You might think you’re OK because you have a handful of strong relationships. A small, dedicated group of friends is a blessing, for sure, but a strong network is about quantity, as well as quality. The bigger the network, the more likely you will have access to what you need – different industries, different sectors, different professional questions — at any given time. If you don’t proactively expand past your inner circle, you’ll be limited in how much your network can support you.
Quantity is also about diversity of ideas and news. If you interact with the same group – from the same region or the same level or the same way of thinking – you won’t hear about an innovative approach to a problem that one industry is doing that could be relevant to something you’re doing. Expanding your thinking is not just about variety in your network but also about variety in the information you consume, events you attend, and activities you participate in. No one is going to force you to switch up your reading or attend a different conference or experiment with a new hobby, but too much of the same thing invites lazy thinking.
Doing your day-to-day job is not the same as managing your career. You can perform on the job and still plateau. The inaction is in not asking for a promotion review or a bigger scope or a different scope (growth isn’t always upwards but can be laterally as well). I have seen many capable professionals who let years go by before questioning if they are at the right level or even in the right career.
It’s not just your role that is danger of stagnation, but also your compensation. How many people do you know who are longtime at their company and making less than a counterpart who is new? These longtimers failed to mark their compensation up to market value. Inaction shows in not keeping up on information about what is fair compensation and not asking for what you deserve.

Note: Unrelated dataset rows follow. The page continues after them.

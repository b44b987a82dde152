//! ResetWizardHandler - Clears a wizard back to step 1.

use std::sync::Arc;

use crate::domain::foundation::WizardId;
use crate::domain::quote::QuoteWizard;
use crate::ports::WizardStore;

use super::{update_wizard, QuoteHandlerError};

#[derive(Debug, Clone)]
pub struct ResetWizardCommand {
    pub wizard_id: WizardId,
}

pub struct ResetWizardHandler {
    store: Arc<dyn WizardStore>,
}

impl ResetWizardHandler {
    pub fn new(store: Arc<dyn WizardStore>) -> Self {
        Self { store }
    }

    /// Always succeeds for a known wizard, including while a dispatch is in
    /// flight; the outstanding submission is voided.
    pub async fn handle(&self, cmd: ResetWizardCommand) -> Result<QuoteWizard, QuoteHandlerError> {
        let (wizard, voided) = update_wizard(self.store.as_ref(), cmd.wizard_id, |wizard| {
            let voided = wizard.pending_submission();
            wizard.reset();
            voided
        })
        .await?;
        if let Some(voided) = voided {
            tracing::info!(
                wizard_id = %cmd.wizard_id,
                submission_id = %voided,
                "Reset voided in-flight submission"
            );
        }
        Ok(wizard)
    }
}

#[cfg(test)]
mod tests {
    use super::*;
    use crate::adapters::storage::InMemoryWizardStore;
    use crate::domain::quote::{FormAnswers, WizardStep};

    #[tokio::test]
    async fn reset_clears_answers_and_step() {
        let store = Arc::new(InMemoryWizardStore::new());
        let mut wizard = QuoteWizard::new(WizardId::new());
        wizard.replace_answers(FormAnswers::test_fixture()).unwrap();
        wizard.next().unwrap();
        store.save(&wizard).await.unwrap();
        let handler = ResetWizardHandler::new(store);

        let reset = handler
            .handle(ResetWizardCommand { wizard_id: wizard.id() })
            .await
            .unwrap();

        assert_eq!(reset.step(), WizardStep::Step1);
        assert_eq!(reset.answers(), &FormAnswers::default());
    }

    #[tokio::test]
    async fn reset_voids_pending_submission() {
        let store = Arc::new(InMemoryWizardStore::new());
        let mut wizard = QuoteWizard::new(WizardId::new());
        wizard.replace_answers(FormAnswers::test_fixture()).unwrap();
        for _ in 0..4 {
            wizard.next().unwrap();
        }
        wizard.begin_submission().unwrap();
        store.save(&wizard).await.unwrap();
        let handler = ResetWizardHandler::new(store);

        let reset = handler
            .handle(ResetWizardCommand { wizard_id: wizard.id() })
            .await
            .unwrap();

        assert!(!reset.is_submission_pending());
    }
}
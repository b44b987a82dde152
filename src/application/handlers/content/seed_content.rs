//! SeedContentHandler - Loads a YAML manifest into the content store.
//!
//! Manifest layout:
//!
//! ```yaml
//! categories:
//!   - slug: automation
//!     title: Automation
//! posts:
//!   - slug: closing-the-books-faster
//!     title: Closing the books faster
//!     category: automation
//!     body: "..."
//! pages:
//!   - slug: about
//!     title: About
//! sections:
//!   - slug: about-hero
//!     title: Hero
//!     page: about
//!     position: 1
//! ```
//!
//! Any extra keys land in the document's `fields`. Documents are upserted by
//! slug, so running the same manifest twice changes nothing.

use std::collections::BTreeSet;
use std::path::Path;
use std::sync::Arc;

use serde::{Deserialize, Serialize};
use thiserror::Error;

use crate::domain::content::{ContentCollection, ContentDocument, Slug};
use crate::domain::foundation::{DomainError, ValidationError};
use crate::ports::{ContentStore, UpsertOutcome};

#[derive(Debug, Error)]
pub enum SeedError {
    #[error("Failed to read seed file: {0}")]
    Io(#[from] std::io::Error),

    #[error("Invalid seed manifest: {0}")]
    Parse(#[from] serde_yaml::Error),

    #[error("Post '{post}' references unknown category '{category}'")]
    UnknownCategory { post: Slug, category: Slug },

    #[error("Section '{section}' references unknown page '{page}'")]
    UnknownPage { section: Slug, page: Slug },

    #[error("Slug '{slug}' appears more than once in {collection}")]
    DuplicateSlug {
        collection: ContentCollection,
        slug: Slug,
    },

    #[error(transparent)]
    Invalid(#[from] ValidationError),

    #[error(transparent)]
    Store(#[from] DomainError),
}

/// One manifest entry. `reference` is the parent slug for posts and
/// sections.
#[derive(Debug, Clone, Deserialize)]
struct SeedEntry {
    slug: Slug,
    title: String,
    #[serde(default = "default_published")]
    published: bool,
    #[serde(default, alias = "category", alias = "page")]
    reference: Option<Slug>,
    #[serde(flatten)]
    fields: serde_json::Map<String, serde_json::Value>,
}

fn default_published() -> bool {
    true
}

#[derive(Debug, Default, Deserialize)]
#[serde(deny_unknown_fields)]
struct SeedManifest {
    #[serde(default)]
    categories: Vec<SeedEntry>,
    #[serde(default)]
    posts: Vec<SeedEntry>,
    #[serde(default)]
    pages: Vec<SeedEntry>,
    #[serde(default)]
    sections: Vec<SeedEntry>,
}

impl SeedManifest {
    /// Upsert is keyed by slug, so a repeated slug would silently keep only
    /// the last entry.
    fn reject_duplicate_slugs(&self) -> Result<(), SeedError> {
        let collections = [
            (ContentCollection::BlogCategories, &self.categories),
            (ContentCollection::BlogPosts, &self.posts),
            (ContentCollection::Pages, &self.pages),
            (ContentCollection::PageSections, &self.sections),
        ];
        for (collection, entries) in collections {
            let mut seen = BTreeSet::new();
            let mut slugs = entries.iter().map(|e| &e.slug);
            if let Some(slug) = slugs.find(|slug| !seen.insert(*slug)) {
                return Err(SeedError::DuplicateSlug {
                    collection,
                    slug: slug.clone(),
                });
            }
        }
        Ok(())
    }
}

/// Counts of what a seeding run did.
#[derive(Debug, Clone, Copy, Default, PartialEq, Eq, Serialize)]
pub struct SeedReport {
    pub inserted: usize,
    pub updated: usize,
    pub unchanged: usize,
}

impl SeedReport {
    fn record(&mut self, outcome: UpsertOutcome) {
        match outcome {
            UpsertOutcome::Inserted => self.inserted += 1,
            UpsertOutcome::Updated => self.updated += 1,
            UpsertOutcome::Unchanged => self.unchanged += 1,
        }
    }

    pub fn total(&self) -> usize {
        self.inserted + self.updated + self.unchanged
    }
}

pub struct SeedContentHandler {
    store: Arc<dyn ContentStore>,
}

impl SeedContentHandler {
    pub fn new(store: Arc<dyn ContentStore>) -> Self {
        Self { store }
    }

    pub async fn seed_file(&self, path: &Path) -> Result<SeedReport, SeedError> {
        let raw = tokio::fs::read_to_string(path).await?;
        let report = self.seed_str(&raw).await?;
        tracing::info!(
            path = %path.display(),
            inserted = report.inserted,
            updated = report.updated,
            unchanged = report.unchanged,
            "Content seeded"
        );
        Ok(report)
    }

    /// Validates every reference before writing anything.
    pub async fn seed_str(&self, raw: &str) -> Result<SeedReport, SeedError> {
        let manifest: SeedManifest = serde_yaml::from_str(raw)?;
        manifest.reject_duplicate_slugs()?;

        let categories = self
            .known_slugs(ContentCollection::BlogCategories, &manifest.categories)
            .await?;
        for post in &manifest.posts {
            if let Some(category) = &post.reference {
                if !categories.contains(category) {
                    return Err(SeedError::UnknownCategory {
                        post: post.slug.clone(),
                        category: category.clone(),
                    });
                }
            }
        }

        let pages = self
            .known_slugs(ContentCollection::Pages, &manifest.pages)
            .await?;
        for section in &manifest.sections {
            match &section.reference {
                Some(page) if pages.contains(page) => {}
                Some(page) => {
                    return Err(SeedError::UnknownPage {
                        section: section.slug.clone(),
                        page: page.clone(),
                    })
                }
                None => return Err(ValidationError::empty_field("page").into()),
            }
        }

        // Parents first so a partially applied run never leaves orphans
        let batches = [
            (ContentCollection::BlogCategories, &manifest.categories, None),
            (ContentCollection::BlogPosts, &manifest.posts, Some("category")),
            (ContentCollection::Pages, &manifest.pages, None),
            (ContentCollection::PageSections, &manifest.sections, Some("page")),
        ];

        let mut report = SeedReport::default();
        for (collection, entries, reference_key) in batches {
            for entry in entries {
                let document = to_document(collection, entry, reference_key)?;
                report.record(self.store.upsert_by_slug(&document).await?);
            }
        }
        Ok(report)
    }

    async fn known_slugs(
        &self,
        collection: ContentCollection,
        seeded: &[SeedEntry],
    ) -> Result<BTreeSet<Slug>, SeedError> {
        let mut slugs: BTreeSet<Slug> = seeded.iter().map(|e| e.slug.clone()).collect();
        slugs.extend(
            self.store
                .list(collection)
                .await?
                .into_iter()
                .map(|d| d.slug),
        );
        Ok(slugs)
    }
}

fn to_document(
    collection: ContentCollection,
    entry: &SeedEntry,
    reference_key: Option<&str>,
) -> Result<ContentDocument, SeedError> {
    let mut fields = entry.fields.clone();
    if let (Some(key), Some(reference)) = (reference_key, &entry.reference) {
        fields.insert(key.to_string(), serde_json::Value::from(reference.as_str()));
    }
    let document = ContentDocument::new(
        collection,
        entry.slug.clone(),
        entry.title.clone(),
        serde_json::Value::Object(fields),
    )?;
    Ok(if entry.published {
        document.publish()
    } else {
        document
    })
}

#[cfg(test)]
mod tests {
    use super::*;
    use crate::adapters::storage::InMemoryContentStore;

    const MANIFEST: &str = r#"
categories:
  - slug: automation
    title: Automation
posts:
  - slug: closing-the-books-faster
    title: Closing the books faster
    category: automation
    excerpt: Month-end in days, not weeks.
  - slug: draft-post
    title: Draft
    published: false
pages:
  - slug: about
    title: About
sections:
  - slug: about-hero
    title: Hero
    page: about
    position: 1
"#;

    fn handler() -> (Arc<InMemoryContentStore>, SeedContentHandler) {
        let store = Arc::new(InMemoryContentStore::new());
        (store.clone(), SeedContentHandler::new(store))
    }

    #[tokio::test]
    async fn seeds_every_collection() {
        let (store, handler) = handler();

        let report = handler.seed_str(MANIFEST).await.unwrap();

        assert_eq!(report.inserted, 5);
        assert_eq!(report.total(), 5);
        assert_eq!(store.list(ContentCollection::BlogPosts).await.unwrap().len(), 2);
    }

    #[tokio::test]
    async fn reseeding_is_idempotent() {
        let (store, handler) = handler();
        handler.seed_str(MANIFEST).await.unwrap();

        let report = handler.seed_str(MANIFEST).await.unwrap();

        assert_eq!(
            report,
            SeedReport {
                inserted: 0,
                updated: 0,
                unchanged: 5
            }
        );
        assert_eq!(store.len().await, 5);
    }

    #[tokio::test]
    async fn changed_entry_is_updated() {
        let (_, handler) = handler();
        handler.seed_str(MANIFEST).await.unwrap();

        let report = handler
            .seed_str(&MANIFEST.replace("title: About\n", "title: About Us\n"))
            .await
            .unwrap();

        assert_eq!(report.updated, 1);
        assert_eq!(report.unchanged, 4);
    }

    #[tokio::test]
    async fn extra_keys_and_references_land_in_fields() {
        let (store, handler) = handler();
        handler.seed_str(MANIFEST).await.unwrap();

        let slug = Slug::new("about-hero").unwrap();
        let section = store
            .find_by_slug(ContentCollection::PageSections, &slug)
            .await
            .unwrap()
            .unwrap();

        assert_eq!(section.fields["page"], "about");
        assert_eq!(section.fields["position"], 1);
        assert!(section.published);
    }

    #[tokio::test]
    async fn unpublished_flag_is_respected() {
        let (store, handler) = handler();
        handler.seed_str(MANIFEST).await.unwrap();

        let slug = Slug::new("draft-post").unwrap();
        let draft = store
            .find_by_slug(ContentCollection::BlogPosts, &slug)
            .await
            .unwrap()
            .unwrap();
        assert!(!draft.published);
    }

    #[tokio::test]
    async fn unknown_category_rejects_whole_manifest() {
        let (store, handler) = handler();
        let manifest = r#"
posts:
  - slug: orphan
    title: Orphan
    category: missing
"#;

        let err = handler.seed_str(manifest).await.unwrap_err();

        assert!(matches!(err, SeedError::UnknownCategory { .. }));
        assert_eq!(store.len().await, 0);
    }

    #[tokio::test]
    async fn duplicate_slug_rejects_whole_manifest() {
        let (store, handler) = handler();
        let manifest = r#"
categories:
  - slug: automation
    title: Automation
posts:
  - slug: launch
    title: Launch
    category: automation
  - slug: launch
    title: Launch again
"#;

        let err = handler.seed_str(manifest).await.unwrap_err();

        match err {
            SeedError::DuplicateSlug { collection, slug } => {
                assert_eq!(collection, ContentCollection::BlogPosts);
                assert_eq!(slug.as_str(), "launch");
            }
            other => panic!("expected DuplicateSlug, got {other:?}"),
        }
        assert_eq!(store.len().await, 0);
    }

    #[tokio::test]
    async fn same_slug_in_different_collections_is_fine() {
        let (_, handler) = handler();
        let report = handler
            .seed_str("categories:\n  - slug: about\n    title: About\npages:\n  - slug: about\n    title: About\n")
            .await
            .unwrap();
        assert_eq!(report.inserted, 2);
    }

    #[tokio::test]
    async fn category_already_in_store_satisfies_reference() {
        let (_, handler) = handler();
        handler
            .seed_str("categories:\n  - slug: news\n    title: News\n")
            .await
            .unwrap();

        let report = handler
            .seed_str("posts:\n  - slug: launch\n    title: Launch\n    category: news\n")
            .await
            .unwrap();

        assert_eq!(report.inserted, 1);
    }

    #[tokio::test]
    async fn section_without_page_is_invalid() {
        let (_, handler) = handler();
        let err = handler
            .seed_str("sections:\n  - slug: loose\n    title: Loose\n")
            .await
            .unwrap_err();
        assert!(matches!(err, SeedError::Invalid(_)));
    }

    #[tokio::test]
    async fn malformed_slug_is_a_parse_error() {
        let (_, handler) = handler();
        let err = handler
            .seed_str("pages:\n  - slug: Not A Slug\n    title: Bad\n")
            .await
            .unwrap_err();
        assert!(matches!(err, SeedError::Parse(_)));
    }

    #[tokio::test]
    async fn unknown_top_level_key_is_rejected() {
        let (_, handler) = handler();
        let err = handler.seed_str("users: []\n").await.unwrap_err();
        assert!(matches!(err, SeedError::Parse(_)));
    }
}
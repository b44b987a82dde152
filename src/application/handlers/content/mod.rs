//! Content handlers: manifest seeding and published-content reads.

mod get_content;
mod seed_content;

pub use get_content::{GetContentHandler, GetContentQuery};
pub use seed_content::{SeedContentHandler, SeedError, SeedReport};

I also hear from professionals who are fine with their level and fine with their compensation but have a general malaise around “is this all there is?” In the busyness of day-to-day, the meaning behind why we do what we do is easily lost. If you don’t proactively think about the weighty issues like legacy, purpose and fulfillment, they will likely only surface in a crisis.
You “let yourself go”
The other day, my teenage daughter started playing around with the piano in our living room (currently used more as a coffee table than a performance instrument). She asked me if I could still play all the scales. I trained at Juilliard and Manhattan School of Music but decades ago at this point (wow, I’m old!), and I hadn’t played in years. Yes, I could remember the scales mentally but my fingers wouldn’t follow so easily. I had really “let myself go” regarding my piano skills. Letting yourself go professionally might show up in a slovenly look, a little less punctuality, or coasting at work. It’s diminished effort over time in the small but important habits that turn into barnacles that sink the submarine. It’s not what you did; it’s what you didn’t do or stopped doing.
Proactive action steps include maintaining good habits, following and nurturing your inner compass, marking your value to market, managing your long-term career not just your job, expanding and maintaining a diverse network, and expanding and maintaining a diverse body of knowledge and way of thinking. Where are you falling into the habit of inaction? How do you remind yourself to focus on important, but not time-urgent priorities?